Give back the full data character for character.
%%
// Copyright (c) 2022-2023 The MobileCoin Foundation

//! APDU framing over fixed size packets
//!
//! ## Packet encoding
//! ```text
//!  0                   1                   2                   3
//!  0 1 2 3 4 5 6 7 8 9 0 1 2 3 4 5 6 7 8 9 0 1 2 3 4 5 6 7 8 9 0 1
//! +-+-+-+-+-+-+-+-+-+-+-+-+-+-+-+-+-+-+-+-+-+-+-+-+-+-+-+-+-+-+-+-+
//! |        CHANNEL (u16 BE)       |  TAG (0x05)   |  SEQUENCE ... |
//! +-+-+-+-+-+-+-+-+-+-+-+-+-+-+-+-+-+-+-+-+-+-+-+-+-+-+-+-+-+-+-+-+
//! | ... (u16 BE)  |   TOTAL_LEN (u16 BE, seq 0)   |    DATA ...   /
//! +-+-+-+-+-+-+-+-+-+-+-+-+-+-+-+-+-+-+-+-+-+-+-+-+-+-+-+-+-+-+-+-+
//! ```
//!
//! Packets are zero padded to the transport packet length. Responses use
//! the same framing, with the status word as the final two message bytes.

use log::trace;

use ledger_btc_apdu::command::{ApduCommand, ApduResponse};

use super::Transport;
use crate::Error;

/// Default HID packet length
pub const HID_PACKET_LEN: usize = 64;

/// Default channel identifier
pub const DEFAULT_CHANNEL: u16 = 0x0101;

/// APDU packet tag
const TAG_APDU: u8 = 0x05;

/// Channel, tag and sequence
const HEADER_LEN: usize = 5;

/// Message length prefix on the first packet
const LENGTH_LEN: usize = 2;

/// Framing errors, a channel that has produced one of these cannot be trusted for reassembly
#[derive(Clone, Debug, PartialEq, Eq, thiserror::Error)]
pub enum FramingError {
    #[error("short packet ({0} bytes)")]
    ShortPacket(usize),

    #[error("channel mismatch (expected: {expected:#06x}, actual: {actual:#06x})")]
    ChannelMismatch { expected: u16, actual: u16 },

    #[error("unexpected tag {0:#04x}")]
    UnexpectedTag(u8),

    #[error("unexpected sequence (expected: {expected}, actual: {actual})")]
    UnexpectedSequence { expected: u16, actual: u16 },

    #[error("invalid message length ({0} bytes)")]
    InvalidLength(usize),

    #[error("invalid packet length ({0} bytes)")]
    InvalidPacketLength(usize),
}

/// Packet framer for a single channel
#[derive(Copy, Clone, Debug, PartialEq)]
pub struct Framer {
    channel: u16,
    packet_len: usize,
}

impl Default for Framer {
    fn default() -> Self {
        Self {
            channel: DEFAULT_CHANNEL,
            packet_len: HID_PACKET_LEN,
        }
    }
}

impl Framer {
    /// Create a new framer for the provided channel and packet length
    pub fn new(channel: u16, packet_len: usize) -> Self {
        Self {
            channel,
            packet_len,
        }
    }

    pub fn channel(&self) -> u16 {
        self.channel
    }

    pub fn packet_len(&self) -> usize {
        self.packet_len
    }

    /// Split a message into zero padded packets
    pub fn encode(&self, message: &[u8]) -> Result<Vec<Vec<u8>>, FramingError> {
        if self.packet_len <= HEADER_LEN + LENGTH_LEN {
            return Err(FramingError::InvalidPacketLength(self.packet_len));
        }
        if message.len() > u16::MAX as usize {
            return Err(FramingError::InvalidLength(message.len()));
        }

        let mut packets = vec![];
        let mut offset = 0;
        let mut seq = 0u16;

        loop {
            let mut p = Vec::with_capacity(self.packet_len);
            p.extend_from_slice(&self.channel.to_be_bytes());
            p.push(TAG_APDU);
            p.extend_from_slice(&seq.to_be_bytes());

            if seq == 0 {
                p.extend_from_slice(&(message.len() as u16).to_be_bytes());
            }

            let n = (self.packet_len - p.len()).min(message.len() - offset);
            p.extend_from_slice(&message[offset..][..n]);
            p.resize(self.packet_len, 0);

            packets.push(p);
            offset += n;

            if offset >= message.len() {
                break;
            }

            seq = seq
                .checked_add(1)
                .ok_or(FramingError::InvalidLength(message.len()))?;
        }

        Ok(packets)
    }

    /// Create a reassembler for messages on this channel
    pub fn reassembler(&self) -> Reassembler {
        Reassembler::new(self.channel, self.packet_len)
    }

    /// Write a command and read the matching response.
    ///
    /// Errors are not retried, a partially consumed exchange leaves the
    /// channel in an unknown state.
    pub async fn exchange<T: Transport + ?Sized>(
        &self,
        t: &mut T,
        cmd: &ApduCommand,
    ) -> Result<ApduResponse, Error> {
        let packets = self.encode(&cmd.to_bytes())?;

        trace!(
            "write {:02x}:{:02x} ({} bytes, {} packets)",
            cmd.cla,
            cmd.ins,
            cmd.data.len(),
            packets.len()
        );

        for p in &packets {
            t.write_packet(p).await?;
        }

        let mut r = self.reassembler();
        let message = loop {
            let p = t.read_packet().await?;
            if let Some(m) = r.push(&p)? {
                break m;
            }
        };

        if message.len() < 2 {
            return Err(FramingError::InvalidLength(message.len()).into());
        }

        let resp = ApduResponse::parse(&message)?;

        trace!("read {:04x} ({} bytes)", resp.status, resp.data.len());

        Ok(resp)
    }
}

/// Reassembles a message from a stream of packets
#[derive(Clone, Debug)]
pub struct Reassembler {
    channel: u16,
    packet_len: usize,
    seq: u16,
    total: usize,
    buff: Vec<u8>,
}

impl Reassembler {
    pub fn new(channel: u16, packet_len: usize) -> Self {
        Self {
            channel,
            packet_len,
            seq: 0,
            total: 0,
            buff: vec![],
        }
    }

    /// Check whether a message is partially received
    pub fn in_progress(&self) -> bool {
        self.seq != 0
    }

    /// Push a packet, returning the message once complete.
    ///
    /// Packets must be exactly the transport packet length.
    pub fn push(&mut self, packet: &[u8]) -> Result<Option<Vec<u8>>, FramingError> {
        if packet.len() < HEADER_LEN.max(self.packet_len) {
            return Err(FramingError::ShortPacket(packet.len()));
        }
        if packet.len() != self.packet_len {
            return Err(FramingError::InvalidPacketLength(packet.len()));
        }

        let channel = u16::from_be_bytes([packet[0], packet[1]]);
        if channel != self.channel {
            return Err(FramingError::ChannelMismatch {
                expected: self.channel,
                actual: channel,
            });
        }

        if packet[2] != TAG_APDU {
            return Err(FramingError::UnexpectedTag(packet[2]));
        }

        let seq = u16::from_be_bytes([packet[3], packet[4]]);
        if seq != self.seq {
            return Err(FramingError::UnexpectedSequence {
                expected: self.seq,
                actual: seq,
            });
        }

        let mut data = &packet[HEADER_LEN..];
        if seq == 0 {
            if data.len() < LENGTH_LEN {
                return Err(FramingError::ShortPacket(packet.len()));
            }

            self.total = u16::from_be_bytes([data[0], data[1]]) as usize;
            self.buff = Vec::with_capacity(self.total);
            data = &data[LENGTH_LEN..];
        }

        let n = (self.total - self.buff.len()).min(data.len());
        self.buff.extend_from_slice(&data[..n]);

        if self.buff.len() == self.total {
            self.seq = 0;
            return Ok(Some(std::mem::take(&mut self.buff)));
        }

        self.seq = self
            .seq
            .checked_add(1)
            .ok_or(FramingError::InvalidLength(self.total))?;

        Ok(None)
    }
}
%%
▸ **Exercise answer**:
// Copyright (c) 2022-2023 The MobileCoin Foundation

//! APDU framing over fixed size packets
//!
//! ## Packet encoding
//! ```text
//!  0                   1                   2                   3
//!  0 1 2 3 4 5 6 7 8 9 0 1 2 3 4 5 6 7 8 9 0 1 2 3 4 5 6 7 8 9 0 1
//! +-+-+-+-+-+-+-+-+-+-+-+-+-+-+-+-+-+-+-+-+-+-+-+-+-+-+-+-+-+-+-+-+
//! |        CHANNEL (u16 BE)       |  TAG (0x05)   |  SEQUENCE ... |
//! +-+-+-+-+-+-+-+-+-+-+-+-+-+-+-+-+-+-+-+-+-+-+-+-+-+-+-+-+-+-+-+-+
//! | ... (u16 BE)  |   TOTAL_LEN (u16 BE, seq 0)   |    DATA ...   /
//! +-+-+-+-+-+-+-+-+-+-+-+-+-+-+-+-+-+-+-+-+-+-+-+-+-+-+-+-+-+-+-+-+
//! ```
//!
//! Packets are zero padded to the transport packet length. Responses use
//! the same framing, with the status word as the final two message bytes.

use log::trace;

use ledger_btc_apdu::command::{ApduCommand, ApduResponse};

use super::Transport;
use crate::Error;

/// Default HID packet length
pub const HID_PACKET_LEN: usize = 64;

/// Default channel identifier
pub const DEFAULT_CHANNEL: u16 = 0x0101;

/// APDU packet tag
const TAG_APDU: u8 = 0x05;

/// Channel, tag and sequence
const HEADER_LEN: usize = 5;

/// Message length prefix on the first packet
const LENGTH_LEN: usize = 2;

/// Framing errors, a channel that has produced one of these cannot be trusted for reassembly
#[derive(Clone, Debug, PartialEq, Eq, thiserror::Error)]
pub enum FramingError {
    #[error("short packet ({0} bytes)")]
    ShortPacket(usize),

    #[error("channel mismatch (expected: {expected:#06x}, actual: {actual:#06x})")]
    ChannelMismatch { expected: u16, actual: u16 },

    #[error("unexpected tag {0:#04x}")]
    UnexpectedTag(u8),

    #[error("unexpected sequence (expected: {expected}, actual: {actual})")]
    UnexpectedSequence { expected: u16, actual: u16 },

    #[error("invalid message length ({0} bytes)")]
    InvalidLength(usize),

    #[error("invalid packet length ({0} bytes)")]
    InvalidPacketLength(usize),
}

/// Packet framer for a single channel
#[derive(Copy, Clone, Debug, PartialEq)]
pub struct Framer {
    channel: u16,
    packet_len: usize,
}

impl Default for Framer {
    fn default() -> Self {
        Self {
            channel: DEFAULT_CHANNEL,
            packet_len: HID_PACKET_LEN,
        }
    }
}

impl Framer {
    /// Create a new framer for the provided channel and packet length
    pub fn new(channel: u16, packet_len: usize) -> Self {
        Self {
            channel,
            packet_len,
        }
    }

    pub fn channel(&self) -> u16 {
        self.channel
    }

    pub fn packet_len(&self) -> usize {
        self.packet_len
    }

    /// Split a message into zero padded packets
    pub fn encode(&self, message: &[u8]) -> Result<Vec<Vec<u8>>, FramingError> {
        if self.packet_len <= HEADER_LEN + LENGTH_LEN {
            return Err(FramingError::InvalidPacketLength(self.packet_len));
        }
        if message.len() > u16::MAX as usize {
            return Err(FramingError::InvalidLength(message.len()));
        }

        let mut packets = vec![];
        let mut offset = 0;
        let mut seq = 0u16;

        loop {
            let mut p = Vec::with_capacity(self.packet_len);
            p.extend_from_slice(&self.channel.to_be_bytes());
            p.push(TAG_APDU);
            p.extend_from_slice(&seq.to_be_bytes());

            if seq == 0 {
                p.extend_from_slice(&(message.len() as u16).to_be_bytes());
            }

            let n = (self.packet_len - p.len()).min(message.len() - offset);
            p.extend_from_slice(&message[offset..][..n]);
            p.resize(self.packet_len, 0);

            packets.push(p);
            offset += n;

            if offset >= message.len() {
                break;
            }

            seq = seq
                .checked_add(1)
                .ok_or(FramingError::InvalidLength(message.len()))?;
        }

        Ok(packets)
    }

    /// Create a reassembler for messages on this channel
    pub fn reassembler(&self) -> Reassembler {
        Reassembler::new(self.channel, self.packet_len)
    }

    /// Write a command and read the matching response.
    ///
    /// Errors are not retried, a partially consumed exchange leaves the
    /// channel in an unknown state.
    pub async fn exchange<T: Transport + ?Sized>(
        &self,
        t: &mut T,
        cmd: &ApduCommand,
    ) -> Result<ApduResponse, Error> {
        let packets = self.encode(&cmd.to_bytes())?;

        trace!(
            "write {:02x}:{:02x} ({} bytes, {} packets)",
            cmd.cla,
            cmd.ins,
            cmd.data.len(),
            packets.len()
        );

        for p in &packets {
            t.write_packet(p).await?;
        }

        let mut r = self.reassembler();
        let message = loop {
            let p = t.read_packet().await?;
            if let Some(m) = r.push(&p)? {
                break m;
            }
        };

        if message.len() < 2 {
            return Err(FramingError::InvalidLength(message.len()).into());
        }

        let resp = ApduResponse::parse(&message)?;

        trace!("read {:04x} ({} bytes)", resp.status, resp.data.len());

        Ok(resp)
    }
}

/// Reassembles a message from a stream of packets
#[derive(Clone, Debug)]
pub struct Reassembler {
    channel: u16,
    packet_len: usize,
    seq: u16,
    total: usize,
    buff: Vec<u8>,
}

impl Reassembler {
    pub fn new(channel: u16, packet_len: usize) -> Self {
        Self {
            channel,
            packet_len,
            seq: 0,
            total: 0,
            buff: vec![],
        }
    }

    /// Check whether a message is partially received
    pub fn in_progress(&self) -> bool {
        self.seq != 0
    }

    /// Push a packet, returning the message once complete.
    ///
    /// Packets must be exactly the transport packet length.
    pub fn push(&mut self, packet: &[u8]) -> Result<Option<Vec<u8>>, FramingError> {
        if packet.len() < HEADER_LEN.max(self.packet_len) {
            return Err(FramingError::ShortPacket(packet.len()));
        }
        if packet.len() != self.packet_len {
            return Err(FramingError::InvalidPacketLength(packet.len()));
        }

        let channel = u16::from_be_bytes([packet[0], packet[1]]);
        if channel != self.channel {
            return Err(FramingError::ChannelMismatch {
                expected: self.channel,
                actual: channel,
            });
        }

        if packet[2] != TAG_APDU {
            return Err(FramingError::UnexpectedTag(packet[2]));
        }

        let seq = u16::from_be_bytes([packet[3], packet[4]]);
        if seq != self.seq {
            return Err(FramingError::UnexpectedSequence {
                expected: self.seq,
                actual: seq,
            });
        }

        let mut data = &packet[HEADER_LEN..];
        if seq == 0 {
            if data.len() < LENGTH_LEN {
                return Err(FramingError::ShortPacket(packet.len()));
            }

            self.total = u16::from_be_bytes([data[0], data[1]]) as usize;
            self.buff = Vec::with_capacity(self.total);
            data = &data[LENGTH_LEN..];
        }

        let n = (self.total - self.buff.len()).min(data.len());
        self.buff.extend_from_slice(&data[..n]);

        if self.buff.len() == self.total {
            self.seq = 0;
            return Ok(Some(std::mem::take(&mut self.buff)));
        }

        self.seq = self
            .seq
            .checked_add(1)
            .ok_or(FramingError::InvalidLength(self.total))?;

        Ok(None)
    }
}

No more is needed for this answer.